I'm currently training for a marathon so am doing 15-odd miles on my long runs. I assume this is not recommended?!

I will show DH this thread, particularly with the reference to terriers being more underfoot than big dogs.

Flippetydip Wed 01-Feb-17 12:43:49

I know this is all a bit premature as I don't feel we can home one until after the hols but still - it's very exciting!

Ilovecaindingle Wed 01-Feb-17 12:45:21

Hello!! Felt my ears burning!! grin Our handsome boy is just what you have dreamed of I promise you!!

Flippetydip Wed 01-Feb-17 12:47:08

He looks adorable!! Don't tempt me - we're not ready yet! (Unless you want him back for the holidays smile)

CMOTDibbler Wed 01-Feb-17 12:52:37

For my lurchers, running with me is not really running tbh, they sort of bounce along at something like a trot which seems totally effortless. My top sprinting speed might just prompt them into a slow run for a bit. With both of them I built up their distance, and they have never shown any tiredness at all after 10km. I don't usually do more than 14k with them on lead, but thats only as I get fed up of wee/sniff stops and my long run route is on the side of a busy road all the way.
We do a bike trail sometimes thats 10 miles and they do get tired after that, but thats because its a lot faster and they still do twice the distance grin

Ilovecaindingle Wed 01-Feb-17 12:52:38

We are currently doing a star chart for him to socialise him more with other dogs and new environments. . He is great with my 3 dogs and kids but long-term there is better than staying with us!! We haven't really time for another dog as it is but keen to find him a family forever home as he really is a lovely dog. And being bullied by mn to keep him also!!

Flippetydip Wed 01-Feb-17 13:05:59

Where are you Ilove? We're in the far South West.

Phillpot12 Wed 01-Feb-17 13:17:52

Looking at Evesham rescue and hounds first - they had a sweet terrier lurcher!? Good compromise!? Ideally a pup of 5/6 mths ish.
We aren't getting anything quite yet.....

mistlethrush Thu 02-Feb-17 07:56:43

Just be mindful that the lurcher is likely to inherit some traits from its breeding - so if you get a terrier/whippet you could well get something that has a terrier nature... and saluki lurchers will have saluki traits etc.

I agree with CMot - my lurcher just trots at different speeds and manages about 2 strides of 'run' if I sprint and then reverts to a trot which is effortless.

Flippetydip Thu 02-Feb-17 10:32:47

mistle yes, let's not get ideas above ourselves here - my speed is really nothing to be reckoned with so frankly unless I was running with a pug, they'd probably just walk at normal speed grin.

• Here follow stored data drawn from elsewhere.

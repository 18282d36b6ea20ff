/**
 * CONFIGURATION AGENT - Chargement des paramètres de l'agrégateur
 *
 * RÔLE :
 * Lecture de agent.yaml (ou variable AMBION_AGENT_CONFIG), parsing YAML vers
 * structures typées avec repli sur les valeurs par défaut si le fichier est
 * absent ou malformé. La configuration est partagée : l'intervalle de calcul
 * est relu à chaque passe et peut donc changer à chaud.
 *
 * EXEMPLE AGENT.YAML :
 * ```yaml
 * mqtt:
 *   host: "192.168.1.100"
 *   port: 1883
 * polling_interval_secs: 30
 * metrics_dir: "/run/ambion/metrics"
 * ```
 */

use serde::{Deserialize, Serialize};
use std::path::Path;
use tokio::fs;
use tracing::warn;

/// Configuration principale de l'agent ambiant
#[derive(Debug, Serialize, Deserialize, Clone)]
pub struct AgentConfig {
    /// Broker MQTT (host, port)
    pub mqtt: MqttConf,
    /// Intervalle entre deux passes de calcul, en secondes
    pub polling_interval_secs: u64,
    /// Répertoire du dépôt de métriques partagé
    pub metrics_dir: String,
}

/// Configuration du broker MQTT
#[derive(Debug, Serialize, Deserialize, Clone)]
pub struct MqttConf {
    pub host: String,
    pub port: u16,
}

impl Default for AgentConfig {
    /// Valeurs par défaut si aucun agent.yaml trouvé
    fn default() -> Self {
        Self {
            mqtt: MqttConf { host: "localhost".into(), port: 1883 },
            polling_interval_secs: 30,
            metrics_dir: "/run/ambion/metrics".into(),
        }
    }
}

/// Charge la configuration depuis le fichier YAML, sans jamais échouer
pub async fn load_config() -> AgentConfig {
    let path = std::env::var("AMBION_AGENT_CONFIG").unwrap_or_else(|_| "agent.yaml".into());

    if Path::new(&path).exists() {
        let txt = fs::read_to_string(&path).await.unwrap_or_default();
        if txt.trim().is_empty() {
            return AgentConfig::default();
        }
        serde_yaml::from_str(&txt).unwrap_or_else(|e| {
            warn!("invalid YAML in {}: {}, using defaults", path, e);
            AgentConfig::default()
        })
    } else {
        warn!("config file {} not found, using defaults", path);
        AgentConfig::default()
    }
}

#[cfg(test)]
mod tests {
    use super::*;

    #[test]
    fn test_defaults() {
        let cfg = AgentConfig::default();
        assert_eq!(cfg.mqtt.host, "localhost");
        assert_eq!(cfg.mqtt.port, 1883);
        assert_eq!(cfg.polling_interval_secs, 30);
    }

    #[test]
    fn test_yaml_parsing() {
        let cfg: AgentConfig = serde_yaml::from_str(
            "mqtt:\n  host: broker.lan\n  port: 8883\npolling_interval_secs: 5\nmetrics_dir: /tmp/metrics\n",
        )
        .unwrap();
        assert_eq!(cfg.mqtt.host, "broker.lan");
        assert_eq!(cfg.mqtt.port, 8883);
        assert_eq!(cfg.polling_interval_secs, 5);
        assert_eq!(cfg.metrics_dir, "/tmp/metrics");
    }
}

Yes I did think that with lurchers about inheriting breed traits. If truth be told, I don't want a wildly intelligent dog, just one who can be obedient and enjoy life, so probably anything with collie is out for us!

mistlethrush Thu 02-Feb-17 10:44:55

My lurcher definitely doesn't have collie in her. I was at agility with her last night and at times you could see the cogs working.. and I couldn't go on with that exercise too long as she was wearing her brain cell out. We think she's something like 1/2 greyhound with a bit of deerhound and bedlington and possibly a shot of Shepherd in there somewhere - mainly around the ears but certainly not brain wise. And, yes, we're glad we didn't get a collie cross.

Flippetydip Thu 02-Feb-17 11:36:46

mistle how big is your lurcher. DH is slightly concerned about size in our house.

chickensaresafehere Thu 02-Feb-17 15:42:54

Lurchers can vary in size.Ours is about the size of a big greyhound,but you can get ones a lot smaller.Our intention was to get a whippet sized sighthound blush but we fell in love with a big one!!

mistlethrush Thu 02-Feb-17 23:19:38

Our lurcher is not a 'normal' shape for a lurcher - they tend to be roughly the same length from collar to top of tail as they are to the shoulder (TTS). Ours is just under 23" tts, but 27" long. So when lurchers are split into two classes she just fits into the smaller one - but she doesn't feel like a small dog! She does curl up quite small - but can also occupy the whole length of the sofa if she stretches out!